I was deceiving everybody, myself in the bargain, as a man must do when in chase of a woman above him in rank. The chase necessitates deceit—who knows? chicanery of a sort as well; it brings inevitable humiliations; such that ever since the commencement of it at speed I could barely think of my father with comfort, and rarely met him with pleasure. With what manner of face could I go before the prince or the margravine, and say, I am an English commoner, the son of a man of doubtful birth, and I claim the hand of the princess? What contortions were not in store for these features of mine! Even as affairs stood now, could I make a confidant of Temple and let him see me through the stages of the adventure? My jingling of verses, my fretting about the signification of flowers, and trifling with symbols, haunted me excrutiatingly, taunting me with I know not what abject vileness of spirit.
In the midst of these tortures an arrow struck me, in the shape of an anonymous letter, containing one brief line: 'The princess is in need of help.'
I threw my books aside, and repaired to Count Fretzel's chateau, from which, happily, my father was absent; but the countenance of the princess gave me no encouragement to dream I could be of help to her; yet a second unsigned note worded in a quaint blunt manner, insisted that it was to me she looked. I chanced to hear the margravine, addressing Baroness Turckems, say: 'The princess's betrothal,' what further, escaped me. Soon after, I heard that Prince Otto was a visitor at the lake-palace. My unknown correspondent plied me a third time.
I pasted the scrap in my neglected book of notes and reflections, where it had ample space and about equal lucidity. It drew me to the book, nearly driving me desperate; I was now credulous of anything, except that the princess cared for help from me. I resolved to go home; I had no longer any zeal for study. The desolation of the picture of England in my mind grew congenial. It became imperative that I should go somewhere, for news arrived of my father's approach with a French company of actors, and deafening entertainments were at hand. On the whole, I thought it decent to finish my course at the University, if I had not quite lost the power of getting into the heart of books. One who studies is not being a fool: that is an established truth. I thanked Dr. Julius for planting it among my recollections. The bone and marrow of study form the surest antidote to the madness of that light gambler, the heart, and distasteful as books were, I had gained the habit of sitting down to them, which was as good as an instinct toward the right medicine, if it would but work.
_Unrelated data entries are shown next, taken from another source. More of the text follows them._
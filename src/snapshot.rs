//! The published, read-only view of the roster's load state.

use hashbrown::HashMap;

/// Moving average and sample standard deviation of a server's recent load rates.
#[derive(Debug, Clone, Copy, PartialEq, Default)]
pub struct WindowStats {
    /// Moving average of recent per-interval rates.
    pub average: f64,
    /// Sample standard deviation of recent per-interval rates.
    pub stddev: f64,
}

impl WindowStats {
    /// The "loaded" threshold for this server: `average + 2 * stddev`.
    pub(crate) fn threshold(&self) -> f64 {
        self.average + 2.0 * self.stddev
    }
}

/// The load manager's published, read-only snapshot.
///
/// A server id is present here iff it has survived at least one successful refresh since
/// being added and has not since been removed. Readers never observe a snapshot containing
/// data from two different refresh rounds for the same id, because this whole struct is
/// replaced as one unit on every publish.
#[derive(Debug, Clone, Default)]
pub struct Snapshot {
    pub(crate) inst_load: HashMap<String, f64>,
    pub(crate) moving_stats: HashMap<String, WindowStats>,
}

impl Snapshot {
    /// Instantaneous load for `id`, if it has a published entry.
    pub(crate) fn inst_load(&self, id: &str) -> Option<f64> {
        self.inst_load.get(id).copied()
    }

    /// Moving statistics for `id`, if it has a published entry.
    pub(crate) fn stats(&self, id: &str) -> Option<WindowStats> {
        self.moving_stats.get(id).copied()
    }

    pub(crate) fn remove(&mut self, id: &str) {
        self.inst_load.remove(id);
        self.moving_stats.remove(id);
    }
}

#[cfg(test)]
mod tests {
    use super::*;

    #[test]
    fn test_threshold() {
        let stats = WindowStats {
            average: 3.3333333333,
            stddev: 5.7735026919,
        };
        assert!((stats.threshold() - 14.8803386757).abs() < 1e-6);
    }

    #[test]
    fn test_remove_purges_both_maps() {
        let mut snap = Snapshot::default();
        snap.inst_load.insert("a".to_string(), 1.0);
        snap.moving_stats.insert(
            "a".to_string(),
            WindowStats {
                average: 1.0,
                stddev: 0.0,
            },
        );
        snap.remove("a");
        assert!(snap.inst_load("a").is_none());
        assert!(snap.stats("a").is_none());
    }
}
On an afternoon of great heat I rode out for a gaze at the lake-palace, that I chose to fancy might be the last, foreseeing the possibility of one of my fits of movement coming on me before sunset. My very pulses throbbed 'away!' Transferring the sense of overwhelming heat to my moral condition, I thought it the despair of silliness to stay baking in that stagnant place, where the sky did nothing but shine, gave nothing forth. The sky was bronze, a vast furnace dome. The folds of light and shadow everywhere were satin-rich; shadows perforce of blackness had light in them, and the light a sword-like sharpness over their edges. It was inanimate radiance. The laurels sparkled as with frost-points; the denser foliage dropped burning brown: a sickly saint's-ring was round the heads of the pines. That afternoon the bee hummed of thunder, and refreshed the ear.